[Stored items]
fn eval_expr(expr: &Expr, row: &Row, params: &PropertyMap) -> Result<Value> {
    match expr {
        Expr::Literal(lit) => Ok(match lit {
            Literal::Null => Value::Null,
            Literal::Bool(b) => Value::Bool(*b),
            Literal::Int(i) => Value::Int(*i),
            Literal::Float(f) => Value::Float(*f),
            Literal::String(s) => Value::String(s.clone()),
        }),
        Expr::Variable(name) => row
            .get(name)
            .cloned()
            .ok_or_else(|| Error::SemanticError(format!("variable `{name}` is not defined"))),
        Expr::Property { expr, key } => {
            let base = eval_expr(expr, row, params)?;
            match base {
                Value::Node(n) => Ok(n.get(key).cloned().unwrap_or(Value::Null)),
                Value::Relationship(r) => Ok(r.properties.get(key).cloned().unwrap_or(Value::Null)),
                Value::Map(m) => Ok(m.get(key).cloned().unwrap_or(Value::Null)),
                Value::Null => Ok(Value::Null),
                other => Err(Error::SemanticError(format!(
                    "cannot access property `{key}` on a {}",
                    other.type_name()
                ))),
            }
        }
        Expr::Parameter(name) => params
            .get(name)
            .cloned()
            .ok_or_else(|| Error::ParameterMissing(name.clone())),
        Expr::FunctionCall { name, args, .. } => eval_function(name, args, row, params),
        Expr::BinaryOp { left, op, right } => eval_binary(*op, left, right, row, params),
        Expr::UnaryOp { op, expr } => {
            let v = eval_expr(expr, row, params)?;
            match op {
                UnaryOp::Not => Ok(Value::Bool(!v.is_truthy())),
                UnaryOp::Negate => match v {
                    Value::Int(i) => Ok(Value::Int(-i)),
                    Value::Float(f) => Ok(Value::Float(-f)),
                    _ => Err(Error::SemanticError("unary minus requires a numeric operand".into())),
                },
            }
        }
        Expr::List(items) => {
            let mut out = Vec::with_capacity(items.len());
            for item in items {
                out.push(eval_expr(item, row, params)?);
            }
            Ok(Value::List(out))
        }
        Expr::MapLiteral(map) => Ok(Value::Map(eval_property_map(map, row, params)?)),
        Expr::In { expr, list } => {
            let needle = eval_expr(expr, row, params)?;
            match eval_expr(list, row, params)? {
                Value::List(items) => Ok(Value::Bool(items.iter().any(|v| v.strict_eq(&needle)))),
                _ => Err(Error::SemanticError("IN requires a list operand".into())),
            }
        }
        Expr::IsNull { expr, negated } => {
            let v = eval_expr(expr, row, params)?;
            Ok(Value::Bool(v.is_null() != *negated))
        }
        Expr::HasLabel { expr, label } => {
            let v = eval_expr(expr, row, params)?;
            match v {
                Value::Node(n) => Ok(Value::Bool(n.has_label(label))),
                _ => Ok(Value::Bool(false)),
            }
        }
        Expr::StringOp { left, op, right } => {
            let l = eval_expr(left, row, params)?;
            let r = eval_expr(right, row, params)?;
            match (l.as_str(), r.as_str()) {
                (Some(l), Some(r)) => Ok(Value::Bool(match op {
                    StringOp::StartsWith => l.starts_with(r),
                    StringOp::EndsWith => l.ends_with(r),
                    StringOp::Contains => l.contains(r),
                })),
                _ => Err(Error::SemanticError("string operators require string operands".into())),
            }
        }
        Expr::Case { .. } | Expr::Exists(_) | Expr::Star => {
            Err(Error::SemanticError("unsupported expression kind".into()))
        }
    }
}

fn eval_binary(op: BinaryOp, left: &Expr, right: &Expr, row: &Row, params: &PropertyMap) -> Result<Value> {
    match op {
        BinaryOp::And => Ok(Value::Bool(
            eval_expr(left, row, params)?.is_truthy() && eval_expr(right, row, params)?.is_truthy(),
        )),
        BinaryOp::Or => Ok(Value::Bool(
            eval_expr(left, row, params)?.is_truthy() || eval_expr(right, row, params)?.is_truthy(),
        )),
        BinaryOp::Xor => Ok(Value::Bool(
            eval_expr(left, row, params)?.is_truthy() ^ eval_expr(right, row, params)?.is_truthy(),
        )),
        BinaryOp::RegexMatch => Err(Error::SemanticError(
            "regular expression matching is not supported".into(),
        )),
        _ => {
            let l = eval_expr(left, row, params)?;
            let r = eval_expr(right, row, params)?;
            match op {
                BinaryOp::Eq => Ok(Value::Bool(l.strict_eq(&r))),
                BinaryOp::Neq => Ok(Value::Bool(!l.strict_eq(&r))),
                BinaryOp::Lt => Ok(Value::Bool(l.numeric_cmp(&r) == Some(std::cmp::Ordering::Less))),
                BinaryOp::Lte => Ok(Value::Bool(matches!(
                    l.numeric_cmp(&r),
                    Some(std::cmp::Ordering::Less) | Some(std::cmp::Ordering::Equal)
                ))),
                BinaryOp::Gt => Ok(Value::Bool(l.numeric_cmp(&r) == Some(std::cmp::Ordering::Greater))),
                BinaryOp::Gte => Ok(Value::Bool(matches!(
                    l.numeric_cmp(&r),
                    Some(std::cmp::Ordering::Greater) | Some(std::cmp::Ordering::Equal)
                ))),
                BinaryOp::Add => match (&l, &r) {
                    (Value::String(a), _) => Ok(Value::String(format!("{a}{}", display_bare(&r)))),
                    (_, Value::String(b)) => Ok(Value::String(format!("{}{b}", display_bare(&l)))),
                    _ => numeric_binop(&l, &r, |a, b| a + b, |a, b| a + b),
                },
                BinaryOp::Sub => numeric_binop(&l, &r, |a, b| a - b, |a, b| a - b),
                BinaryOp::Mul => numeric_binop(&l, &r, |a, b| a * b, |a, b| a * b),
                BinaryOp::Div => numeric_binop(&l, &r, |a, b| a / b, |a, b| a / b),
                BinaryOp::Mod => numeric_binop(&l, &r, |a, b| a % b, |a, b| a % b),
                BinaryOp::Pow => {
                    let a = l
                        .as_float()
                        .ok_or_else(|| Error::SemanticError("^ requires numeric operands".into()))?;
                    let b = r
                        .as_float()
                        .ok_or_else(|| Error::SemanticError("^ requires numeric operands".into()))?;
                    Ok(Value::Float(a.powf(b)))
                }
                BinaryOp::And | BinaryOp::Or | BinaryOp::Xor | BinaryOp::RegexMatch => unreachable!(),
            }
        }
    }
}

fn display_bare(v: &Value) -> String {
    match v {
        Value::String(s) => s.clone(),
        other => other.to_string(),
    }
}

fn numeric_binop(
    l: &Value,
    r: &Value,
    int_op: impl Fn(i64, i64) -> i64,
    float_op: impl Fn(f64, f64) -> f64,
) -> Result<Value> {
    match (l, r) {
        (Value::Int(a), Value::Int(b)) => Ok(Value::Int(int_op(*a, *b))),
        _ => {
            let a = l
                .as_float()
                .ok_or_else(|| Error::SemanticError("arithmetic requires numeric operands".into()))?;
            let b = r
                .as_float()
                .ok_or_else(|| Error::SemanticError("arithmetic requires numeric operands".into()))?;
            Ok(Value::Float(float_op(a, b)))
        }
    }
}

fn eval_function(name: &str, args: &[Expr], row: &Row, params: &PropertyMap) -> Result<Value> {
    let lname = name.to_ascii_lowercase();
    match lname.as_str() {
        "id" => {
            expect_arity(name, args, 1)?;
            match eval_expr(&args[0], row, params)? {
                Value::Node(n) => Ok(Value::Int(n.id.0 as i64)),
                Value::Relationship(r) => Ok(Value::Int(r.id.0 as i64)),
                _ => Err(Error::SemanticError("id() requires a node or relationship".into())),
            }
        }
        "labels" => {
            expect_arity(name, args, 1)?;
            match eval_expr(&args[0], row, params)? {
                Value::Node(n) => Ok(Value::List(n.labels.iter().map(|l| Value::String(l.clone())).collect())),
                _ => Err(Error::SemanticError("labels() requires a node".into())),
            }
        }
        "type" => {
            expect_arity(name, args, 1)?;
            match eval_expr(&args[0], row, params)? {
                Value::Relationship(r) => Ok(Value::String(r.rel_type.clone())),
                _ => Err(Error::SemanticError("type() requires a relationship".into())),
            }
        }
        "properties" => {
            expect_arity(name, args, 1)?;
            match eval_expr(&args[0], row, params)? {
                Value::Node(n) => Ok(Value::Map(n.properties.clone())),
                Value::Relationship(r) => Ok(Value::Map(r.properties.clone())),
                _ => Err(Error::SemanticError("properties() requires a node or relationship".into())),
            }
        }
        "count" => {
            expect_arity(name, args, 1)?;
            Ok(Value::Int(1))
        }
        _ => Err(Error::SyntaxError {
            position: 0,
            message: format!("unknown function `{name}`"),
        }),
    }
}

PROBLEM:
Lines holding the word "UnaryOp" are the answer; copy every one from the records above.

FINAL ANSWER:
        Expr::UnaryOp { op, expr } => {
                UnaryOp::Not => Ok(Value::Bool(!v.is_truthy())),
                UnaryOp::Negate => match v {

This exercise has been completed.